(des)Conto de Natal

Grinch! Grita logo algum engraçadinho quando a pessoa cai na besteira de dizer que não está na vibe do espírito natalino. Caí na besteira e digo: não estou. Mas, tampouco, me considero um grinch. Meu trauma com o Natal é recente – até porque, minhas lembranças natalinas da infância são boas de recordar -. Então, ainda não deu tempo de virar um grinch graduado, talvez aprendiz de grinch. E a idade ajuda. Tendemos à impaciência com o passar dos anos. Ainda assim, é trauma maior porque morar em Salvador, durante o Natal, é masoquismo. Bingo! Minha bronca não é com o Natal, mas com a cidade. Que nada! Com a cidade eu tenho bronca o ano todo, por motivos diversos. E quer prova maior de que realmente amo – e me importo – com a minha cidade do que reclamar das coisas que andam erradas nela?

Mas é que morar em Salvador durante o Natal e circular nas imediações do Shopping Iguatemi e do Salvador Shopping (e eu tenho uma sorte danada de trabalhar no meio-termo entre os dois), é masoquismo. Tem de ser masoquista, aliás, sádica também, para enfrentar o trânsito da capital nessa época do ano (o de carros e o de pessoas e o de buzus). Um grinch sadomasô, ui!

Vi uma foto no jornal essa semana: engarrafamento humano na passarela que faz a ligação entre o Shopping Iguatemi, a estação de transbordo e a rodoviária da cidade. Sucursal do inferno perde, com o perdão do lugar-comum e da evocação “das profundas” em época do ano tão celeste. Infelizmente, o exercício diário da profissão e os anos cobrindo enchentes e desabamentos na Geralzona me fazem ter calafrios ao imaginar os transeuntes chovendo passarela abaixo, estatelando-se no capô dos carros. “Deus guarde os inocentes”, como disse uma “tia” outro dia no buzu. Acrescento: que ele também seja camarada e nesses dias natalinos, guarde os nem tão inocentes e até mesmo os culpados. Ninguém merece despencar de uma passarela em voo de Ícaro.

Nem me arrisco a chegar perto da dita passarela. Embora já tenha driblado a Ceifadora um bom par de vezes, a ponto de ser chamada de fênix, sabe-se lá quando a sorte de uma pessoa resolve mudar de direção e funcionar ao contrário. Evito também, o máximo possível, shoppear nessa época do ano. Não lido bem com multidões, passo mal com o calor e não gosto de comprar na base da compulsão esquizofrênica. E aí a gente chega no segundo motivo (talvez o primeiro de todos) que me faz praticamente grinchar o Natal: consumo (ismo). Consumir, todo mundo consome.
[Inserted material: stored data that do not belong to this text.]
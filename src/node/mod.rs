// SPDX-License-Identifier: BUSL-1.1
// Copyright (c) 2026 Alfred Jean LLC

//! The per-node Raymond state machine. This is the core of the crate: a
//! node's request queue, `holder`/`asked`/`using` state, and the protocol
//! transitions that keep exactly one node holding the privilege at a time.
//!
//! Every event handler acquires `state` for its whole duration, including
//! the critical-section sleep in `try_assign_privilege` — that serialization
//! is intentional, not an oversight (see module docs in `crate::node::recovery`
//! for the one place this matters for correctness).

pub mod recovery;

use std::collections::HashMap;
use std::sync::Arc;
use std::time::Duration;

use tokio::sync::Mutex;
use tracing::{debug, error, info};

use crate::error::RaymondError;
use crate::fifo::Fifo;
use crate::message::{AdviseTriple, Envelope, Kind};
use crate::peer::Peer;
use crate::transport::Transport;

/// Timing knobs for the critical-section simulation and recovery.
#[derive(Debug, Clone, Copy)]
pub struct NodeTimings {
    pub cs_delay: Duration,
    pub grace_period: Duration,
}

impl Default for NodeTimings {
    fn default() -> Self {
        Self { cs_delay: Duration::from_millis(2500), grace_period: Duration::from_secs(5) }
    }
}

#[derive(Debug, Default)]
pub(crate) struct NodeState {
    pub holder: Option<Peer>,
    pub using: bool,
    pub asked: bool,
    pub request_q: Fifo<Peer>,
    pub is_recovering: bool,
    pub advise_buf: HashMap<String, AdviseTriple>,
    /// Lifetime count of critical-section entries, survives `kill`/recovery.
    pub cs_entries: u64,
}

/// A read-only view of a node's state for the visualizer. Never exposes the
/// lock, so the renderer cannot race the state machine.
#[derive(Debug, Clone)]
pub struct NodeSnapshot {
    pub name: String,
    pub holder: Option<Peer>,
    pub using: bool,
    pub asked: bool,
    pub is_recovering: bool,
    pub cs_entries: u64,
}

pub struct Node {
    pub name: String,
    pub neighbors: Vec<String>,
    transport: Transport,
    timings: NodeTimings,
    state: Mutex<NodeState>,
}

impl Node {
    /// Registers with the transport and spawns the node's single consumer
    /// task. Registration completes before this returns, so a caller that
    /// awaits every `spawn` before issuing CLI commands cannot race message
    /// delivery against subscription.
    pub async fn spawn(
        name: String,
        neighbors: Vec<String>,
        transport: Transport,
        timings: NodeTimings,
    ) -> Result<Arc<Node>, RaymondError> {
        let inbox = transport.register(&name).await?;
        let node = Arc::new(Node {
            name,
            neighbors,
            transport,
            timings,
            state: Mutex::new(NodeState::default()),
        });

        let consumer = Arc::clone(&node);
        tokio::spawn(async move {
            let mut inbox = inbox;
            while let Some(envelope) = inbox.recv().await {
                consumer.handle_envelope(envelope).await;
            }
            debug!(node = %consumer.name, "inbox closed, consumer task exiting");
        });

        Ok(node)
    }

    pub async fn snapshot(&self) -> NodeSnapshot {
        let st = self.state.lock().await;
        NodeSnapshot {
            name: self.name.clone(),
            holder: st.holder.clone(),
            using: st.using,
            asked: st.asked,
            is_recovering: st.is_recovering,
            cs_entries: st.cs_entries,
        }
    }

    async fn handle_envelope(self: &Arc<Self>, envelope: Envelope) {
        debug!(node = %self.name, sender = %envelope.sender, kind = %envelope.kind, "received message");
        match envelope.kind {
            Kind::Request => self.receive_request(&envelope.sender).await,
            Kind::Privilege => self.receive_privilege(&envelope.sender).await,
            Kind::Initialize => self.receive_initialize(&envelope.sender).await,
            Kind::Restart => self.recovery_handle_restart(&envelope.sender).await,
            Kind::Advise => self.recovery_handle_advise(&envelope.sender, &envelope.body).await,
        }
    }

    // -- Local API ------------------------------------------------------------

    /// Seeds the network: this node becomes the initial holder and
    /// propagates `initialize` to every neighbor.
    pub async fn initialize_network(self: &Arc<Self>) {
        {
            let mut st = self.state.lock().await;
            st.holder = Some(Peer::SelfRef);
        }
        info!(node = %self.name, "seeded network as initial holder");
        self.broadcast_initialize(None).await;
    }

    pub async fn ask_for_critical_section(self: &Arc<Self>) {
        {
            let mut st = self.state.lock().await;
            debug_assert!(!st.request_q.contains(&Peer::SelfRef), "duplicate self request");
            st.request_q.push(Peer::SelfRef);
        }
        self.step().await;
    }

    /// Drops all local state and enters recovery. See `recovery` for the
    /// restart/advise exchange that brings the node back to `Idle`.
    pub async fn kill(self: &Arc<Self>) {
        {
            let mut st = self.state.lock().await;
            st.holder = None;
            st.using = false;
            st.request_q = Fifo::new();
            st.asked = false;
            st.advise_buf.clear();
            st.is_recovering = true;
        }
        tracing::warn!(node = %self.name, "killed, entering recovery");
        tokio::time::sleep(self.timings.grace_period).await;
        for neighbor in &self.neighbors {
            self.send_to(neighbor, Kind::Restart, "").await;
        }
    }

    // -- Remote event handlers --------------------------------------------------

    async fn receive_request(self: &Arc<Self>, sender: &str) {
        {
            let mut st = self.state.lock().await;
            let peer = Peer::named(sender);
            debug_assert!(!st.request_q.contains(&peer), "duplicate request from {sender}");
            st.request_q.push(peer);
        }
        self.step().await;
    }

    async fn receive_privilege(self: &Arc<Self>, _sender: &str) {
        {
            let mut st = self.state.lock().await;
            st.holder = Some(Peer::SelfRef);
        }
        // `step` is a no-op while recovering; the holder assignment above
        // still lands, which is exactly what lets `finalize_recover` see
        // "a privilege arrived during recovery" by checking `holder` first.
        self.step().await;
    }

    async fn receive_initialize(self: &Arc<Self>, sender: &str) {
        {
            let mut st = self.state.lock().await;
            st.holder = Some(Peer::named(sender));
        }
        info!(node = %self.name, holder = sender, "initialized (reparented)");
        self.broadcast_initialize(Some(sender)).await;
    }

    async fn broadcast_initialize(self: &Arc<Self>, except: Option<&str>) {
        for neighbor in &self.neighbors {
            if Some(neighbor.as_str()) == except {
                continue;
            }
            self.send_to(neighbor, Kind::Initialize, "").await;
        }
    }

    // -- The two fundamental procedures ----------------------------------------

    /// Runs `assign_privilege` and `make_request` to a fixed point. A
    /// critical-section entry+exit is itself a new event per the original
    /// protocol (`exit_critical_section` re-runs both checks), so the loop
    /// only continues when that happened; every other path already ran both
    /// checks once per call.
    async fn step(self: &Arc<Self>) {
        loop {
            let mut st = self.state.lock().await;
            if st.is_recovering {
                return;
            }
            let entered_and_exited_cs = self.try_assign_privilege(&mut st).await;
            self.try_make_request(&mut st).await;
            if !entered_and_exited_cs {
                break;
            }
        }
    }

    /// Returns `true` iff this call entered and exited the critical section
    /// (the only case that warrants re-running `step`).
    async fn try_assign_privilege(&self, st: &mut NodeState) -> bool {
        if st.holder != Some(Peer::SelfRef) || st.using || st.request_q.empty() {
            return false;
        }
        let Some(new_holder) = st.request_q.get() else { return false };
        st.asked = false;

        if new_holder.is_self() {
            st.holder = Some(Peer::SelfRef);
            st.using = true;
            st.cs_entries += 1;
            info!(node = %self.name, "entering critical section");
            tokio::time::sleep(self.timings.cs_delay).await;
            st.using = false;
            info!(node = %self.name, "exiting critical section");
            true
        } else {
            let target = new_holder.name().unwrap_or_default().to_string();
            st.holder = Some(new_holder);
            self.send_to(&target, Kind::Privilege, "").await;
            false
        }
    }

    async fn try_make_request(&self, st: &mut NodeState) {
        if st.holder == Some(Peer::SelfRef) || st.request_q.empty() || st.asked {
            return;
        }
        let Some(Peer::Named(target)) = st.holder.clone() else { return };
        self.send_to(&target, Kind::Request, "").await;
        st.asked = true;
    }

    async fn send_to(&self, target: &str, kind: Kind, body: &str) {
        if let Err(e) = self.transport.send(&self.name, target, kind, body).await {
            error!(node = %self.name, peer = target, kind = %kind, err = %e, "transport send failed");
        }
    }
}

#[cfg(test)]
#[path = "node_tests.rs"]
mod tests;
Até a mais natureba das pessoas vai precisar ao menos fazer um tanga de folha de parreira e comer um cacho de uvas. Mas o consumo do Natal é autofágico e canibal. O ritual me impressiona pela bizarrice da coisa.

E é por causa do consumo natalino desenfreado que a passarela engarrafa, que o trânsito trava (duas horas dentro de um ônibus para chegar ao trabalho que fica a dez minutos da sua casa não é coisa de Deus), que a cidade parece ainda mais suja e mais triste. Sim, porque Salvador coitada, tá igual a um órfão de Dickens, uma Oliver Twist sem nenhum milionário bonzinho para adotá-la.

E a tal depressão de fim de ano, percebo aqui com meus botões telepáticos, se alastra sobre a capital. Nuvem cinzenta engrossada pelo mormaço dessa época do ano. E quem diz que Salvador tem bom clima carece do sentido do tato. O clima da cidade é tão esquizofrênico quanto os consumidores compulsivos nos shoppings. Mormaço, sol de lascar, calor do cão, uma aragem de vez em quando (cada vez mais rara). Quanto mais concreto, menos oxigênio. E eu sei do que estou reclamando, sou uma quase grinch asmática!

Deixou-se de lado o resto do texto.